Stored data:
%%

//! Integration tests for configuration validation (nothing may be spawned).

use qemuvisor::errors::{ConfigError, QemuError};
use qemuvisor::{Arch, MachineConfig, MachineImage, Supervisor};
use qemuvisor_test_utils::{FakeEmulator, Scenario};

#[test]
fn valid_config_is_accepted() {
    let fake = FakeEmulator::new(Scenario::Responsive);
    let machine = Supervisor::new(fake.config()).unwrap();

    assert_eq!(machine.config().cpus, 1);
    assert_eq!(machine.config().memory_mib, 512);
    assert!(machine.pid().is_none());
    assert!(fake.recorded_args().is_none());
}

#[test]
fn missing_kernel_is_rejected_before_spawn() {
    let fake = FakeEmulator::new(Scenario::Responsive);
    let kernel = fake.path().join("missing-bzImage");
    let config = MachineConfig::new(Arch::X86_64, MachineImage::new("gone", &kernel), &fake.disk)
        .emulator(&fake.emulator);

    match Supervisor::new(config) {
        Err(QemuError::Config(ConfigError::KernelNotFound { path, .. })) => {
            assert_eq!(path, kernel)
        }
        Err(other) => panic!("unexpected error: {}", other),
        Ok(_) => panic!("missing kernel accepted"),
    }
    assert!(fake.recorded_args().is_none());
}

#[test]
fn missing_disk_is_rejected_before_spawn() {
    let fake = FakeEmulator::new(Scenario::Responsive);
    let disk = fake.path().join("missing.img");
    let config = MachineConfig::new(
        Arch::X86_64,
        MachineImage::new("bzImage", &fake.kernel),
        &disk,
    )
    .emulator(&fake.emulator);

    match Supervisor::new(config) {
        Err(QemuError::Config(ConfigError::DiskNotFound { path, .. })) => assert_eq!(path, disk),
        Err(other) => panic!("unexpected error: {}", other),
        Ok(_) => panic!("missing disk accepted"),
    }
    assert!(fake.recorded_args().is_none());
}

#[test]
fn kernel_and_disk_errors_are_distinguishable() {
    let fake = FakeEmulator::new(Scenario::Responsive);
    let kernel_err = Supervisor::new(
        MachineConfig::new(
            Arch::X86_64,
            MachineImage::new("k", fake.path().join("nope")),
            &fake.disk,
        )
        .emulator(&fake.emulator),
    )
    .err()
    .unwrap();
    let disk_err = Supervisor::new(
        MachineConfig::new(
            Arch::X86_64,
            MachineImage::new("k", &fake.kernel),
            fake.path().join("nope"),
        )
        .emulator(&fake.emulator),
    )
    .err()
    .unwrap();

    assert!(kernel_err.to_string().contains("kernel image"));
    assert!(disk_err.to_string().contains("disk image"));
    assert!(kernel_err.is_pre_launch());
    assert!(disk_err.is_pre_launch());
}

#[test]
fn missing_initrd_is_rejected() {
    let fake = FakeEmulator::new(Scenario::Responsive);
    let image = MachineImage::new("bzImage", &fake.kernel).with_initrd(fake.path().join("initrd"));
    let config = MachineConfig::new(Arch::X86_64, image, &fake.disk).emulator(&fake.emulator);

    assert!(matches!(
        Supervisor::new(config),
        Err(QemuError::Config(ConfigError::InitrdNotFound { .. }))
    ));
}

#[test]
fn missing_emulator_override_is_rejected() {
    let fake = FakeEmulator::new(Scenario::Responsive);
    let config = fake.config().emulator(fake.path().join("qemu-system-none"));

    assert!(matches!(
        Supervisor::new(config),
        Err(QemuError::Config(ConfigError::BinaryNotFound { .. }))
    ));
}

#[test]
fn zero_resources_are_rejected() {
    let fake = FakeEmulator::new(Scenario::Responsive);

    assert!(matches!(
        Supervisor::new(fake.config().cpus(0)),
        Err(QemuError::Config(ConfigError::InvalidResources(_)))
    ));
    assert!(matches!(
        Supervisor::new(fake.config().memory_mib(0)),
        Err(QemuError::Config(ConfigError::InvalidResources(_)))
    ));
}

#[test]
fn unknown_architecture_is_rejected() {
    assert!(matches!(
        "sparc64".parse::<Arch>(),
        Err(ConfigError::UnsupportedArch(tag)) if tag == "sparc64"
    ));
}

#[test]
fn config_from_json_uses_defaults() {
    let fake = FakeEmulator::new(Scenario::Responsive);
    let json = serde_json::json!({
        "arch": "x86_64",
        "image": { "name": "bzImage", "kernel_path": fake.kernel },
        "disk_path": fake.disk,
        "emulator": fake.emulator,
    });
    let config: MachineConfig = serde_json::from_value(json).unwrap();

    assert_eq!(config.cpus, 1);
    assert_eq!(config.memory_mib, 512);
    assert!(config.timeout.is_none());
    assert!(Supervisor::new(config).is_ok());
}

%%

▶ **WHAT YOU WILL DO**:
In this exercise, repeat the entries above verbatim.

▶ **SOLUTION FOR THIS EXERCISE**:
//! Integration tests for configuration validation (nothing may be spawned).

use qemuvisor::errors::{ConfigError, QemuError};
use qemuvisor::{Arch, MachineConfig, MachineImage, Supervisor};
use qemuvisor_test_utils::{FakeEmulator, Scenario};

#[test]
fn valid_config_is_accepted() {
    let fake = FakeEmulator::new(Scenario::Responsive);
    let machine = Supervisor::new(fake.config()).unwrap();

    assert_eq!(machine.config().cpus, 1);
    assert_eq!(machine.config().memory_mib, 512);
    assert!(machine.pid().is_none());
    assert!(fake.recorded_args().is_none());
}

#[test]
fn missing_kernel_is_rejected_before_spawn() {
    let fake = FakeEmulator::new(Scenario::Responsive);
    let kernel = fake.path().join("missing-bzImage");
    let config = MachineConfig::new(Arch::X86_64, MachineImage::new("gone", &kernel), &fake.disk)
        .emulator(&fake.emulator);

    match Supervisor::new(config) {
        Err(QemuError::Config(ConfigError::KernelNotFound { path, .. })) => {
            assert_eq!(path, kernel)
        }
        Err(other) => panic!("unexpected error: {}", other),
        Ok(_) => panic!("missing kernel accepted"),
    }
    assert!(fake.recorded_args().is_none());
}

#[test]
fn missing_disk_is_rejected_before_spawn() {
    let fake = FakeEmulator::new(Scenario::Responsive);
    let disk = fake.path().join("missing.img");
    let config = MachineConfig::new(
        Arch::X86_64,
        MachineImage::new("bzImage", &fake.kernel),
        &disk,
    )
    .emulator(&fake.emulator);

    match Supervisor::new(config) {
        Err(QemuError::Config(ConfigError::DiskNotFound { path, .. })) => assert_eq!(path, disk),
        Err(other) => panic!("unexpected error: {}", other),
        Ok(_) => panic!("missing disk accepted"),
    }
    assert!(fake.recorded_args().is_none());
}

#[test]
fn kernel_and_disk_errors_are_distinguishable() {
    let fake = FakeEmulator::new(Scenario::Responsive);
    let kernel_err = Supervisor::new(
        MachineConfig::new(
            Arch::X86_64,
            MachineImage::new("k", fake.path().join("nope")),
            &fake.disk,
        )
        .emulator(&fake.emulator),
    )
    .err()
    .unwrap();
    let disk_err = Supervisor::new(
        MachineConfig::new(
            Arch::X86_64,
            MachineImage::new("k", &fake.kernel),
            fake.path().join("nope"),
        )
        .emulator(&fake.emulator),
    )
    .err()
    .unwrap();

    assert!(kernel_err.to_string().contains("kernel image"));
    assert!(disk_err.to_string().contains("disk image"));
    assert!(kernel_err.is_pre_launch());
    assert!(disk_err.is_pre_launch());
}

#[test]
fn missing_initrd_is_rejected() {
    let fake = FakeEmulator::new(Scenario::Responsive);
    let image = MachineImage::new("bzImage", &fake.kernel).with_initrd(fake.path().join("initrd"));
    let config = MachineConfig::new(Arch::X86_64, image, &fake.disk).emulator(&fake.emulator);

    assert!(matches!(
        Supervisor::new(config),
        Err(QemuError::Config(ConfigError::InitrdNotFound { .. }))
    ));
}

#[test]
fn missing_emulator_override_is_rejected() {
    let fake = FakeEmulator::new(Scenario::Responsive);
    let config = fake.config().emulator(fake.path().join("qemu-system-none"));

    assert!(matches!(
        Supervisor::new(config),
        Err(QemuError::Config(ConfigError::BinaryNotFound { .. }))
    ));
}

#[test]
fn zero_resources_are_rejected() {
    let fake = FakeEmulator::new(Scenario::Responsive);

    assert!(matches!(
        Supervisor::new(fake.config().cpus(0)),
        Err(QemuError::Config(ConfigError::InvalidResources(_)))
    ));
    assert!(matches!(
        Supervisor::new(fake.config().memory_mib(0)),
        Err(QemuError::Config(ConfigError::InvalidResources(_)))
    ));
}

#[test]
fn unknown_architecture_is_rejected() {
    assert!(matches!(
        "sparc64".parse::<Arch>(),
        Err(ConfigError::UnsupportedArch(tag)) if tag == "sparc64"
    ));
}

#[test]
fn config_from_json_uses_defaults() {
    let fake = FakeEmulator::new(Scenario::Responsive);
    let json = serde_json::json!({
        "arch": "x86_64",
        "image": { "name": "bzImage", "kernel_path": fake.kernel },
        "disk_path": fake.disk,
        "emulator": fake.emulator,
    });
    let config: MachineConfig = serde_json::from_value(json).unwrap();

    assert_eq!(config.cpus, 1);
    assert_eq!(config.memory_mib, 512);
    assert!(config.timeout.is_none());
    assert!(Supervisor::new(config).is_ok());
}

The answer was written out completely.